» **How to complete this task**
Using the entries below, return word for word the lines from the one containing "if let Some(sekunden)" up to and including the last.

[Data entries]
______________________________

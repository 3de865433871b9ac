//! Abbildung von Auth-Fehlern auf HTTP-Antworten
//!
//! Eingabefehler werden mit ihrem Grund gemeldet, Anmelde- und Tokenfehler
//! nur generisch. Interne Fehler werden hier mit allen Details geloggt;
//! der Aufrufer sieht nur "Interner Serverfehler".

use axum::{
    http::{header, HeaderValue, StatusCode},
    response::{IntoResponse, Json, Response},
};
use serde_json::json;
use thiserror::Error;
use zugang_auth::AuthError;

/// Fehler an der HTTP-Grenze
#[derive(Debug, Error)]
#[error(transparent)]
pub struct ApiFehler(#[from] pub AuthError);

impl ApiFehler {
    pub fn http_status(&self) -> StatusCode {
        match &self.0 {
            AuthError::EmailUngueltig
            | AuthError::PasswortZuSchwach(_)
            | AuthError::Validierung(_)
            | AuthError::BenutzerExistiert => StatusCode::BAD_REQUEST,
            AuthError::UngueltigeAnmeldedaten
            | AuthError::UngueltigerRefreshToken
            | AuthError::AccessToken(_) => StatusCode::UNAUTHORIZED,
            AuthError::RateLimitUeberschritten { .. } => StatusCode::TOO_MANY_REQUESTS,
            AuthError::SpeicherNichtVerfuegbar(_)
            | AuthError::Kryptografie(_)
            | AuthError::Konfiguration(_)
            | AuthError::Intern(_) => StatusCode::INTERNAL_SERVER_ERROR,
        }
    }

    /// Nachricht fuer den Aufrufer; verraet keine internen Details
    pub fn oeffentliche_nachricht(&self) -> String {
        match &self.0 {
            AuthError::AccessToken(_) => "Ungueltiger oder abgelaufener Token".into(),
            AuthError::RateLimitUeberschritten { .. } => "Rate-Limit ueberschritten".into(),
            e if e.ist_intern() => "Interner Serverfehler".into(),
            e => e.to_string(),
        }
    }
}

impl IntoResponse for ApiFehler {
    fn into_response(self) -> Response {
        let status = self.http_status();
        if status.is_server_error() {
            tracing::error!(fehler = %self.0.detail(), "Anfrage fehlgeschlagen");
        }

        let mut fehler = json!({
            "code": status.as_u16(),
            "message": self.oeffentliche_nachricht(),
        });

        let retry_after = match self.0 {
            AuthError::RateLimitUeberschritten { retry_after_secs } => {
                fehler["retry_after_secs"] = json!(retry_after_secs);
                Some(retry_after_secs)
            }
            _ => None,
        };

        let mut antwort = (status, Json(json!({ "error": fehler }))).into_response();
        if let Some(sekunden) = retry_after {
            antwort
                .headers_mut()
                .insert(header::RETRY_AFTER, HeaderValue::from(sekunden));
        }
        antwort
    }
}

______________________________

» **Exercise output**
        if let Some(sekunden) = retry_after {
            antwort
                .headers_mut()
                .insert(header::RETRY_AFTER, HeaderValue::from(sekunden));
        }
        antwort
    }
}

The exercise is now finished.